#### [Goal of the exercise]
The lines to copy from the data below are those that hold the string "rendered".

(Records from a dataset)
►
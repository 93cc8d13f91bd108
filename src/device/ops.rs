use std::path::PathBuf;
use std::process::{Command, Stdio};

use crate::config::model::{MountMethod, MountSettings};
use crate::error::{ConfigError, DeviceError, Result, StashError};
use crate::types::DeviceName;
use crate::util::command::{command_line, privileged_command};

pub trait MountTool {
    fn mount(&self, device: &DeviceName) -> Result<()>;
    fn unmount(&self, device: &DeviceName) -> Result<()>;
}

impl<T: MountTool + ?Sized> MountTool for &T {
    fn mount(&self, device: &DeviceName) -> Result<()> {
        (**self).mount(device)
    }

    fn unmount(&self, device: &DeviceName) -> Result<()> {
        (**self).unmount(device)
    }
}

#[derive(Debug, Clone, PartialEq, Eq)]
enum Method {
    Udiskie,
    System { mountpoint: PathBuf },
}

/// Mounts through `udiskie-mount`/`udiskie-umount` or plain `mount`/`umount`.
#[derive(Debug, Clone)]
pub struct CommandMountTool {
    method: Method,
    privileged: bool,
}

impl CommandMountTool {
    pub fn from_settings(settings: &MountSettings) -> Result<Self> {
        let method = match (settings.method, &settings.mountpoint) {
            (MountMethod::Udiskie, _) => Method::Udiskie,
            (MountMethod::System, Some(mountpoint)) => Method::System {
                mountpoint: mountpoint.clone(),
            },
            (MountMethod::System, None) => {
                return Err(ConfigError::Invalid(
                    "mount method system requires a mountpoint".to_string(),
                )
                .into())
            }
        };
        Ok(Self {
            method,
            privileged: settings.privileged,
        })
    }

    fn mount_command(&self, device: &DeviceName) -> Command {
        match &self.method {
            Method::Udiskie => {
                let mut cmd = privileged_command("udiskie-mount", self.privileged);
                cmd.arg(device.dev_path());
                cmd
            }
            Method::System { mountpoint } => {
                let mut cmd = privileged_command("mount", self.privileged);
                cmd.arg(device.dev_path()).arg(mountpoint);
                cmd
            }
        }
    }

    fn unmount_command(&self, device: &DeviceName) -> Command {
        let program = match self.method {
            Method::Udiskie => "udiskie-umount",
            Method::System { .. } => "umount",
        };
        let mut cmd = privileged_command(program, self.privileged);
        cmd.arg(device.dev_path());
        cmd
    }
}

fn run_silent(mut cmd: Command) -> std::result::Result<(), String> {
    tracing::debug!("exec: {}", command_line(&cmd));
    let status = cmd
        .stdout(Stdio::null())
        .stderr(Stdio::null())
        .status()
        .map_err(|e| e.to_string())?;
    if !status.success() {
        return Err(format!("failed with exit code {}", status.code().unwrap_or(1)));
    }
    Ok(())
}

impl MountTool for CommandMountTool {
    fn mount(&self, device: &DeviceName) -> Result<()> {
        run_silent(self.mount_command(device))
            .map_err(|e| StashError::from(DeviceError::MountFailed(format!("{}: {}", device, e))))
    }

    fn unmount(&self, device: &DeviceName) -> Result<()> {
        run_silent(self.unmount_command(device))
            .map_err(|e| StashError::from(DeviceError::UmountFailed(format!("{}: {}", device, e))))
    }
}
use std::process::ExitCode;

fn main() -> ExitCode {
    match stashdrive::cli::run() {
        Ok(code) => code,
        Err(err) => {
            eprintln!("stashdrive: {:#}", err);
            ExitCode::FAILURE
        }
    }
}
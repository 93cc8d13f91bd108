pub mod jobs;
pub mod load;
pub mod model;
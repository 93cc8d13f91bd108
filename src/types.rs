use std::fmt;
use std::path::Path;
use std::str::FromStr;

/// Partition name as reported by lsblk, e.g. `sdb1`.
#[derive(Debug, Clone, PartialEq, Eq, Hash)]
pub struct DeviceName(String);

impl DeviceName {
    pub fn as_str(&self) -> &str {
        &self.0
    }

    pub fn dev_path(&self) -> String {
        format!("/dev/{}", self.0)
    }
}

impl FromStr for DeviceName {
    type Err = String;

    /// Accepts `sdb1` as well as `/dev/sdb1`; only the final component is kept.
    fn from_str(s: &str) -> Result<Self, Self::Err> {
        let name = Path::new(s.trim())
            .file_name()
            .map(|n| n.to_string_lossy().to_string())
            .unwrap_or_default();
        if name.is_empty() || name == "." || name == ".." {
            return Err(format!("invalid device name {:?}", s));
        }
        Ok(DeviceName(name))
    }
}

impl fmt::Display for DeviceName {
    fn fmt(&self, f: &mut fmt::Formatter<'_>) -> fmt::Result {
        f.write_str(&self.0)
    }
}

#[derive(Debug, Clone, Copy, Default)]
pub struct RunMode {
    pub dry_run: bool,
    pub verbose: bool,
}
pub mod catalog;
pub mod coordinator;
pub mod ops;

pub use catalog::{LsblkCatalog, MountState, Partition, PartitionSource, PartitionTable};
pub use coordinator::MountCoordinator;
pub use ops::{CommandMountTool, MountTool};
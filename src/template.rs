//! Path templates: `~` expansion and strftime-style placeholders.
//!
//! A path containing `%` is treated as a format string against the run
//! timestamp, so `backup/%w/` becomes `backup/3/` on a Wednesday. Codes chrono
//! does not know are copied through untouched. There is no escape besides
//! `%%`; a literal `%` in a path will be read as a placeholder.

use std::env;
use std::fmt::Write;

use chrono::format::{Item, StrftimeItems};
use chrono::{DateTime, FixedOffset};

pub const TEMPLATE_MARKER: char = '%';

// Longest specifier chrono accepts is `%::z`-like, four chars after the marker.
const MAX_SPECIFIER_LEN: usize = 4;

#[derive(Debug, Clone, Default)]
pub struct TemplateResolver {
    home: Option<String>,
}

impl TemplateResolver {
    pub fn from_env() -> Self {
        Self {
            home: env::var("HOME").ok().filter(|h| !h.is_empty()),
        }
    }

    pub fn with_home(home: impl Into<String>) -> Self {
        Self {
            home: Some(home.into()),
        }
    }

    pub fn resolve(&self, path: &str, at: &DateTime<FixedOffset>) -> String {
        let expanded = self.expand_home(path);
        if !expanded.contains(TEMPLATE_MARKER) {
            return expanded;
        }
        format_permissive(&expanded, at)
    }

    fn expand_home(&self, path: &str) -> String {
        let Some(home) = self.home.as_deref() else {
            return path.to_string();
        };
        if path == "~" {
            return home.to_string();
        }
        match path.strip_prefix("~/") {
            Some(rest) => format!("{}/{}", home.trim_end_matches('/'), rest),
            None => path.to_string(),
        }
    }
}

fn format_permissive(template: &str, at: &DateTime<FixedOffset>) -> String {
    let mut out = String::with_capacity(template.len() + 8);
    let mut rest = template;
    while let Some(pos) = rest.find(TEMPLATE_MARKER) {
        out.push_str(&rest[..pos]);
        rest = &rest[pos..];
        match render_specifier(rest, at) {
            Some((rendered, consumed)) => {
                out.push_str(&rendered);
                rest = &rest[consumed..];
            }
            None => {
                out.push(TEMPLATE_MARKER);
                rest = &rest[TEMPLATE_MARKER.len_utf8()..];
            }
        }
    }
    out.push_str(rest);
    out
}

/// Renders the shortest specifier at the start of `input` that chrono
/// understands. Returns the rendered text and the number of bytes consumed.
fn render_specifier(input: &str, at: &DateTime<FixedOffset>) -> Option<(String, usize)> {
    for (idx, ch) in input.char_indices().skip(1).take(MAX_SPECIFIER_LEN) {
        let end = idx + ch.len_utf8();
        let candidate = &input[..end];
        let items: Vec<Item<'_>> = StrftimeItems::new(candidate).collect();
        if items.is_empty() || items.iter().any(|item| matches!(item, Item::Error)) {
            continue;
        }
        let mut rendered = String::new();
        if write!(rendered, "{}", at.format_with_items(items.into_iter())).is_err() {
            return None;
        }
        return Some((rendered, end));
    }
    None
}
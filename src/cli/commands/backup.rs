use std::path::Path;
use std::time::Duration;

use chrono::Local;

use crate::config::jobs::load_jobs;
use crate::config::model::Settings;
use crate::device::{CommandMountTool, LsblkCatalog, MountCoordinator, MountTool, PartitionSource};
use crate::error::Result;
use crate::job::registry::Registry;
use crate::job::report::{RunSummary, TracingReporter};
use crate::job::runner::Orchestrator;
use crate::job::{JobEntry, RunContext};
use crate::template::TemplateResolver;
use crate::types::{DeviceName, RunMode};
use crate::util::command::{ProcessRunner, SystemRunner};

pub struct BackupRequest<'a> {
    pub device: Option<&'a DeviceName>,
    pub jobs_file: Option<&'a Path>,
    pub unmount_after: bool,
}

pub fn run_backup_command(
    request: &BackupRequest<'_>,
    settings: &Settings,
    run_mode: RunMode,
) -> Result<RunSummary> {
    let coordinator = MountCoordinator::new(
        LsblkCatalog,
        CommandMountTool::from_settings(&settings.mount)?,
    );
    let runner = SystemRunner::new(run_mode)
        .with_timeout(settings.command_timeout_secs.map(Duration::from_secs));
    run_backup(
        request,
        settings,
        run_mode,
        &coordinator,
        runner,
        &TemplateResolver::from_env(),
    )
}

/// Loads the jobs, brings the device up when one is given, runs everything
/// and unmounts afterwards if asked to.
pub fn run_backup<C, M, R>(
    request: &BackupRequest<'_>,
    settings: &Settings,
    run_mode: RunMode,
    coordinator: &MountCoordinator<C, M>,
    runner: R,
    resolver: &TemplateResolver,
) -> Result<RunSummary>
where
    C: PartitionSource,
    M: MountTool,
    R: ProcessRunner,
{
    let argv: Vec<String> = std::env::args().collect();
    tracing::info!("backup start: {}", argv.join(" "));
    let run_timestamp = Local::now().fixed_offset();

    let jobs: Vec<JobEntry> = match request.jobs_file {
        Some(path) => load_jobs(path)?,
        None => settings.device_jobs().into_iter().map(Ok).collect(),
    };
    tracing::debug!("loaded {} job(s)", jobs.len());
    if jobs.is_empty() {
        tracing::warn!("no jobs configured");
    }

    let mountpoint = match request.device {
        Some(device) => {
            coordinator.reset(device);
            Some(coordinator.ensure_mounted(device)?)
        }
        None => None,
    };
    let ctx = RunContext {
        run_timestamp,
        mountpoint,
    };

    let registry = Registry::new(settings.transfer.clone(), runner);
    let orchestrator = Orchestrator::new(resolver, &registry, &TracingReporter, run_mode);
    let summary = orchestrator.run(&jobs, &ctx);

    if request.unmount_after || settings.mount.unmount_after_run {
        if let Some(device) = request.device {
            if let Err(err) = coordinator.unmount(device) {
                tracing::error!("post-run unmount failed: {}", err);
            }
        }
    }

    tracing::info!("backup done: {}", summary);
    Ok(summary)
}
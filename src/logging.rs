//! Tracing setup for the binary.
//!
//! Lines go to stdout and, when a log file is configured, to that file as
//! well. The file writer is non-blocking; keep the returned [`LogGuard`]
//! alive until the process is about to exit so buffered lines get flushed.
//!
//! The log file is rotated at startup once it reaches [`MAX_LOG_BYTES`]:
//! `stashdrive.log` moves to `stashdrive.log.1`, older copies shift up by one
//! and anything past [`MAX_BACKUPS`] is removed.

use std::ffi::OsString;
use std::fs::{self, OpenOptions};
use std::path::{Path, PathBuf};

use tracing_appender::{non_blocking::WorkerGuard, rolling};
use tracing_subscriber::fmt::time::ChronoLocal;
use tracing_subscriber::{fmt, prelude::*, EnvFilter, Registry};

const TIME_FORMAT: &str = "%Y-%m-%d %H:%M:%S";
/// Size at which the log file is rotated.
pub const MAX_LOG_BYTES: u64 = 10 * 1024 * 1024;
/// Rotated copies kept next to the active log file.
pub const MAX_BACKUPS: usize = 5;

#[derive(Debug, thiserror::Error)]
pub enum LoggingError {
    #[error("log file path {0} has no file name")]
    NoFileName(PathBuf),
    #[error("failed to prepare log directory {path}: {source}")]
    CreateDir {
        path: PathBuf,
        source: std::io::Error,
    },
    #[error("failed to open log file {path}: {source}")]
    CreateLogFile {
        path: PathBuf,
        source: std::io::Error,
    },
    #[error("failed to rotate log file {path}: {source}")]
    Rotate {
        path: PathBuf,
        source: std::io::Error,
    },
    #[error("failed to install global tracing subscriber: {0}")]
    SetGlobal(tracing::subscriber::SetGlobalDefaultError),
}

/// Flushes the file sink on drop.
#[must_use]
pub struct LogGuard {
    _file: Option<WorkerGuard>,
}

pub fn init(verbose: bool, log_file: Option<&Path>) -> Result<LogGuard, LoggingError> {
    let timer = ChronoLocal::new(TIME_FORMAT.to_string());
    let stdout_layer = fmt::layer()
        .with_target(false)
        .with_timer(timer.clone())
        .with_writer(std::io::stdout);

    let mut rotated = false;
    let (file_layer, guard) = match log_file {
        Some(path) => {
            let (dir, name) = split_log_path(path)?;
            rotated = rotate_if_full(path, MAX_LOG_BYTES, MAX_BACKUPS)?;
            ensure_file_exists(&dir, path)?;
            let (writer, guard) = tracing_appender::non_blocking(rolling::never(&dir, name));
            let layer = fmt::layer()
                .with_ansi(false)
                .with_target(false)
                .with_timer(timer)
                .with_writer(writer);
            (Some(layer), Some(guard))
        }
        None => (None, None),
    };

    let subscriber = Registry::default()
        .with(build_env_filter(verbose))
        .with(stdout_layer)
        .with(file_layer);
    tracing::subscriber::set_global_default(subscriber).map_err(LoggingError::SetGlobal)?;

    if let Some(path) = log_file {
        if rotated {
            tracing::info!("rotated log file {}", path.display());
        }
        tracing::debug!("logging to {}", path.display());
    }
    Ok(LogGuard { _file: guard })
}

fn build_env_filter(verbose: bool) -> EnvFilter {
    let default = if verbose { "debug" } else { "info" };
    EnvFilter::try_from_default_env().unwrap_or_else(|_| EnvFilter::new(default))
}

fn split_log_path(path: &Path) -> Result<(PathBuf, OsString), LoggingError> {
    let name = path
        .file_name()
        .ok_or_else(|| LoggingError::NoFileName(path.to_path_buf()))?;
    let dir = match path.parent() {
        Some(parent) if !parent.as_os_str().is_empty() => parent.to_path_buf(),
        _ => PathBuf::from("."),
    };
    Ok((dir, name.to_os_string()))
}

fn ensure_file_exists(dir: &Path, path: &Path) -> Result<(), LoggingError> {
    fs::create_dir_all(dir).map_err(|source| LoggingError::CreateDir {
        path: dir.to_path_buf(),
        source,
    })?;
    OpenOptions::new()
        .create(true)
        .append(true)
        .open(path)
        .map(|_| ())
        .map_err(|source| LoggingError::CreateLogFile {
            path: path.to_path_buf(),
            source,
        })
}

fn rotate_err(path: &Path) -> impl FnOnce(std::io::Error) -> LoggingError {
    let path = path.to_path_buf();
    move |source| LoggingError::Rotate { path, source }
}

fn backup_path(path: &Path, n: usize) -> PathBuf {
    let mut name = path.as_os_str().to_os_string();
    name.push(format!(".{}", n));
    PathBuf::from(name)
}

/// Shifts `path` to `path.1` (and `path.1` to `path.2`, ...) once it holds at
/// least `max_bytes`, dropping the copy that would become `path.{backups+1}`.
/// Returns whether a rotation happened.
fn rotate_if_full(path: &Path, max_bytes: u64, backups: usize) -> Result<bool, LoggingError> {
    let size = match fs::metadata(path) {
        Ok(meta) => meta.len(),
        Err(err) if err.kind() == std::io::ErrorKind::NotFound => return Ok(false),
        Err(source) => {
            return Err(LoggingError::Rotate {
                path: path.to_path_buf(),
                source,
            })
        }
    };
    if size < max_bytes {
        return Ok(false);
    }
    if backups == 0 {
        fs::remove_file(path).map_err(rotate_err(path))?;
        return Ok(true);
    }
    let oldest = backup_path(path, backups);
    if oldest.exists() {
        fs::remove_file(&oldest).map_err(rotate_err(&oldest))?;
    }
    for n in (1..backups).rev() {
        let from = backup_path(path, n);
        if from.exists() {
            fs::rename(&from, backup_path(path, n + 1)).map_err(rotate_err(&from))?;
        }
    }
    fs::rename(path, backup_path(path, 1)).map_err(rotate_err(path))?;
    Ok(true)
}

#[cfg(test)]
mod tests {
    use super::*;
    use tempfile::tempdir;

    #[test]
    fn split_uses_current_dir_for_bare_names() {
        let (dir, name) = split_log_path(Path::new("stashdrive.log")).unwrap();
        assert_eq!(dir, PathBuf::from("."));
        assert_eq!(name, OsString::from("stashdrive.log"));
    }

    #[test]
    fn split_rejects_directory_like_paths() {
        assert!(matches!(
            split_log_path(Path::new("/")),
            Err(LoggingError::NoFileName(_))
        ));
    }

    #[test]
    fn log_file_and_parents_are_created() {
        let tmp = tempdir().unwrap();
        let path = tmp.path().join("var/log/stashdrive.log");
        let (dir, _) = split_log_path(&path).unwrap();
        ensure_file_exists(&dir, &path).unwrap();
        assert!(path.is_file());
        ensure_file_exists(&dir, &path).unwrap();
    }

    #[test]
    fn small_log_is_not_rotated() {
        let tmp = tempdir().unwrap();
        let path = tmp.path().join("stashdrive.log");
        assert!(!rotate_if_full(&path, 16, 5).unwrap());
        fs::write(&path, b"short").unwrap();
        assert!(!rotate_if_full(&path, 16, 5).unwrap());
        assert!(path.is_file());
        assert!(!backup_path(&path, 1).exists());
    }

    #[test]
    fn rotation_keeps_a_bounded_number_of_copies() {
        let tmp = tempdir().unwrap();
        let path = tmp.path().join("stashdrive.log");
        for run in 0..8 {
            fs::write(&path, format!("run {} with enough bytes", run)).unwrap();
            assert!(rotate_if_full(&path, 16, 5).unwrap());
        }
        assert!(!path.exists());
        for n in 1..=5 {
            let copy = fs::read_to_string(backup_path(&path, n)).unwrap();
            assert_eq!(copy, format!("run {} with enough bytes", 8 - n));
        }
        assert!(!backup_path(&path, 6).exists());
        let files = fs::read_dir(tmp.path()).unwrap().count();
        assert_eq!(files, 5);
    }
}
◄
#### [Response]
            Some((rendered, consumed)) => {
                out.push_str(&rendered);
/// understands. Returns the rendered text and the number of bytes consumed.
        let mut rendered = String::new();
        if write!(rendered, "{}", at.format_with_items(items.into_iter())).is_err() {
        return Some((rendered, end));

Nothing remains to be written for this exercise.